When two or more transactions in a database management system (DBMS) are waiting for one another to release resources—like locks on database objects—that they require to finish their activities, a deadlock occurs. They become stopped or "deadlocked" as a result of none of the transactions being able to move forward.
When two or more concurrent transactions attempt to access the same data in a different order while executing in multi-user scenarios, a deadlock may occur. In the event that this occurs, a resource that is needed by one transaction might be locked by another, and a resource that is needed by the first transaction might be locked by the second.
Example
Transaction T1 needs to update specific rows in the grade table and holds a lock on specific rows in the student table. Concurrently, transaction T2 must update the rows in the Student table held by transaction T1, and it retains locks on certain rows in the grade table.
This is when the big issue appears. At this moment, transaction T1 is waiting for transaction T2 to release its lock, and transaction T2 is the same way around. Every activity pauses and comes to a complete stop. Until the DBMS recognizes the impasse and aborts a transaction, it will remain at a standstill.
Deadlock Handling in Centralized Systems
Three traditional methods exist for managing deadlocks, which are as follows:
• Deadlocks Prevention
• Deadlock Avoidance.
• Deadlocks Detection and Removal
In both distributed and centralized database systems, all three strategies can be used.
Deadlock Prevention
The strategy of deadlock prevention prevents any transaction from acquiring locks that could cause deadlocks. It is customary for only one transaction to be given the lock when many requests are made to lock the same data item.

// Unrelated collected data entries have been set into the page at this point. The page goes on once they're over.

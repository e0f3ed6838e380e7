//
// apngenc - still PNG and animated APNG frame encoder
// deflate.rs - wrapper for the zlib wire format, reusable across frames
//
// Copyright (c) 2018 Brion Vibber
//
// Permission is hereby granted, free of charge, to any person obtaining a copy
// of this software and associated documentation files (the "Software"), to deal
// in the Software without restriction, including without limitation the rights
// to use, copy, modify, merge, publish, distribute, sublicense, and/or sell
// copies of the Software, and to permit persons to whom the Software is
// furnished to do so, subject to the following conditions:
//
// The above copyright notice and this permission notice shall be included in
// all copies or substantial portions of the Software.
//
// THE SOFTWARE IS PROVIDED "AS IS", WITHOUT WARRANTY OF ANY KIND, EXPRESS OR
// IMPLIED, INCLUDING BUT NOT LIMITED TO THE WARRANTIES OF MERCHANTABILITY,
// FITNESS FOR A PARTICULAR PURPOSE AND NONINFRINGEMENT. IN NO EVENT SHALL THE
// AUTHORS OR COPYRIGHT HOLDERS BE LIABLE FOR ANY CLAIM, DAMAGES OR OTHER
// LIABILITY, WHETHER IN AN ACTION OF CONTRACT, TORT OR OTHERWISE, ARISING FROM,
// OUT OF OR IN CONNECTION WITH THE SOFTWARE OR THE USE OR OTHER DEALINGS IN
// THE SOFTWARE.
//

use std::convert::TryFrom;
use std::io;
use std::io::Write;
use std::mem;
use std::os::raw::*;

// libz-rs-sys is a pure-Rust reimplementation of the classic zlib C ABI and
// is the default backend; libz-sys (the real C library) remains available
// behind the `zlib` feature for hosts that already link it elsewhere.
#[cfg(feature = "zlib-rs")]
use libz_rs_sys as zsys;
#[cfg(all(feature = "zlib", not(feature = "zlib-rs")))]
use libz_sys as zsys;

use zsys::*;

use super::utils::*;

pub struct Options {
    level: c_int,
    method: c_int,
    window_bits: c_int,
    mem_level: c_int,
    strategy: c_int,
}

#[repr(i32)]
#[derive(Copy, Clone)]
pub enum Strategy {
    Default = Z_DEFAULT_STRATEGY,
    Filtered = Z_FILTERED,
    HuffmanOnly = Z_HUFFMAN_ONLY,
    RLE = Z_RLE,
    Fixed = Z_FIXED,
}

impl TryFrom<u8> for Strategy {
    type Error = io::Error;

    fn try_from(val: u8) -> Result<Self, Self::Error> {
        match val {
            0 => Ok(Strategy::Default),
            1 => Ok(Strategy::Filtered),
            2 => Ok(Strategy::HuffmanOnly),
            3 => Ok(Strategy::RLE),
            4 => Ok(Strategy::Fixed),
            _ => Err(invalid_input("Invalid strategy constant")),
        }
    }
}

impl Options {
    pub fn new() -> Options {
        Options {
            level: Z_DEFAULT_COMPRESSION,
            method: Z_DEFLATED,
            // Full zlib wrapper (header + Adler-32 trailer): the PNG IDAT/fdAT
            // stream is a zlib datastream per the spec, not raw DEFLATE.
            window_bits: 15,
            mem_level: 8,
            strategy: Z_DEFAULT_STRATEGY,
        }
    }

    //
    // Compression level, 0 (store) - 9 (max)
    //
    pub fn set_level(&mut self, level: i32) {
        self.level = level as c_int;
    }

    pub fn set_strategy(&mut self, strategy: Strategy) {
        self.strategy = strategy as c_int;
    }
}

impl Default for Options {
    fn default() -> Options {
        Options::new()
    }
}

#[derive(Copy, Clone)]
pub enum Flush {
    SyncFlush = Z_SYNC_FLUSH as isize,
    Finish = Z_FINISH as isize,
}

/// A streaming zlib encoder over a bounded caller-owned buffer. Unlike a
/// one-shot compressor, this is reset rather than torn down at the end of
/// each frame, so the underlying allocations (window, hash chains) survive
/// across an APNG's whole frame sequence.
pub struct Deflate<W: Write> {
    output: W,
    options: Options,
    initialized: bool,
    stream: Box<z_stream>,
}

impl<W: Write> Deflate<W> {
    pub fn new(options: Options, w: W) -> Deflate<W> {
        Deflate {
            output: w,
            options,
            initialized: false,
            stream: Box::new(unsafe {
                let maybe = mem::MaybeUninit::<z_stream>::zeroed();
                maybe.assume_init()
            }),
        }
    }

    pub fn init(&mut self) -> IoResult {
        if self.initialized {
            Ok(())
        } else {
            let ret = unsafe {
                deflateInit2_(
                    &mut *self.stream,
                    self.options.level,
                    self.options.method,
                    self.options.window_bits,
                    self.options.mem_level,
                    self.options.strategy,
                    zlibVersion(),
                    mem::size_of::<z_stream>() as c_int,
                )
            };
            match ret {
                Z_OK => {
                    self.initialized = true;
                    Ok(())
                }
                Z_MEM_ERROR => Err(other("Out of memory")),
                Z_STREAM_ERROR => Err(invalid_input("Invalid parameter")),
                Z_VERSION_ERROR => Err(invalid_input("Incompatible version of zlib")),
                _ => Err(other("Unexpected error")),
            }
        }
    }

    pub fn set_dictionary(&mut self, dict: &[u8]) -> IoResult {
        self.init()?;
        let ret =
            unsafe { deflateSetDictionary(&mut *self.stream, &dict[0], dict.len() as c_uint) };
        match ret {
            Z_OK => Ok(()),
            Z_STREAM_ERROR => Err(invalid_input("Invalid parameter")),
            _ => Err(other("Unexpected error")),
        }
    }

    /// Worst-case compressed size of `input_len` bytes fed in one shot,
    /// per the underlying library's own bound function. Used by the still
    /// and APNG drivers to size their packet buffers up front.
    pub fn bound(&mut self, input_len: usize) -> io::Result<usize> {
        self.init()?;
        let bound = unsafe { deflateBound(&mut *self.stream, input_len as c_ulong) };
        Ok(bound as usize)
    }

    fn deflate(&mut self, data: &[u8], flush: Flush) -> IoResult {
        self.init()?;
        let mut buffer = [0u8; 128 * 1024];
        let stream = &mut *self.stream;
        stream.next_in = if data.is_empty() {
            std::ptr::null_mut()
        } else {
            &data[0] as *const u8 as *mut u8
        };
        stream.avail_in = data.len() as c_uint;
        loop {
            stream.next_out = &mut buffer[0] as *mut u8;
            stream.avail_out = buffer.len() as c_uint;
            let ret = unsafe { deflate(stream, flush as c_int) };
            match ret {
                Z_OK | Z_STREAM_END => {
                    let end = buffer.len() - stream.avail_out as usize;
                    self.output.write_all(&buffer[0..end])?;
                    if stream.avail_out == 0 {
                        // Must call again; more output available.
                        continue;
                    } else {
                        return Ok(());
                    }
                }
                Z_STREAM_ERROR => return Err(invalid_input("Inconsistent stream state")),
                Z_BUF_ERROR => return Err(other("No progress possible")),
                _ => return Err(other("Unexpected error")),
            }
        }
    }

    pub fn write(&mut self, data: &[u8], flush: Flush) -> IoResult {
        self.init()?;
        self.deflate(data, flush)
    }

    /// Ends the current zlib stream (its trailer has already been written
    /// by a prior `write(.., Flush::Finish)`) and resets internal state so
    /// the same allocation can start a fresh stream for the next frame.
    /// The underlying window/hash-chain memory is preserved; only the
    /// per-stream counters and bit buffer are cleared.
    pub fn reset(&mut self) -> IoResult {
        if !self.initialized {
            return self.init();
        }
        let ret = unsafe { deflateReset(&mut *self.stream) };
        match ret {
            Z_OK => Ok(()),
            Z_STREAM_ERROR => Err(invalid_input("Inconsistent stream state")),
            _ => Err(other("Unexpected error")),
        }
    }

    //
    // Deallocate the zlib state and return the writer.
    //
    pub fn finish(mut self) -> io::Result<W> {
        if self.initialized {
            let ret = unsafe { deflateEnd(&mut *self.stream) };
            match ret {
                // Z_DATA_ERROR means we freed before finishing the stream.
                // For our use case we do this deliberately, it's ok!
                Z_OK | Z_DATA_ERROR => Ok(self.output),
                Z_STREAM_ERROR => Err(invalid_input("Inconsistent stream state")),
                _ => Err(other("Unexpected error")),
            }
        } else {
            Ok(self.output)
        }
    }
}

impl Deflate<Vec<u8>> {
    /// Lifts the bytes compressed so far out of the stream without tearing
    /// it down, so the same allocation can serve the next frame after a
    /// `reset()`.
    pub fn take_buffer(&mut self) -> Vec<u8> {
        mem::take(&mut self.output)
    }
}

Pre-acquiring all of the locks is one of the most often used strategies for preventing deadlocks. With this approach, a transaction obtains all locks prior to initiating execution and maintains those locks for the life of the transaction.
A transaction must wait until all the locks it requires are available if it requires any of the locks that have previously been acquired. Since none of the pending transactions are holding a lock, this strategy keeps the system from becoming deadlocked.
Two schemes are suggested by the deadlock prevention mechanism:
• Wait-Die Method: Under this scheme, the database management system (DBMS) merely compares the timestamp of the two transactions and permits the older transaction to wait until the resource is ready for execution if a transaction requests a resource that has been blocked by another transaction.
Let's say there are two transactions, T1 and T2, and that any given transaction T has a timestamp of TS (T). Now, if T1 is demanding resources held by T2 and T2 is locked by another transaction, the DBMS executes the subsequent actions:
Verifies whether TS (T1) < TS (T2); if T1 is the more recent transaction and T2 has held a resource, T1 is permitted to wait until the resource is ready to be executed. This implies that a transaction that is older is permitted to wait for a resource until it becomes accessible if a younger transaction has locked it and the older transaction is awaiting it.
In the event that T2 is waiting for an older transaction, T1, which has held some resources, and T1, it terminates and is restarted later with an arbitrary delay and the same timestamp.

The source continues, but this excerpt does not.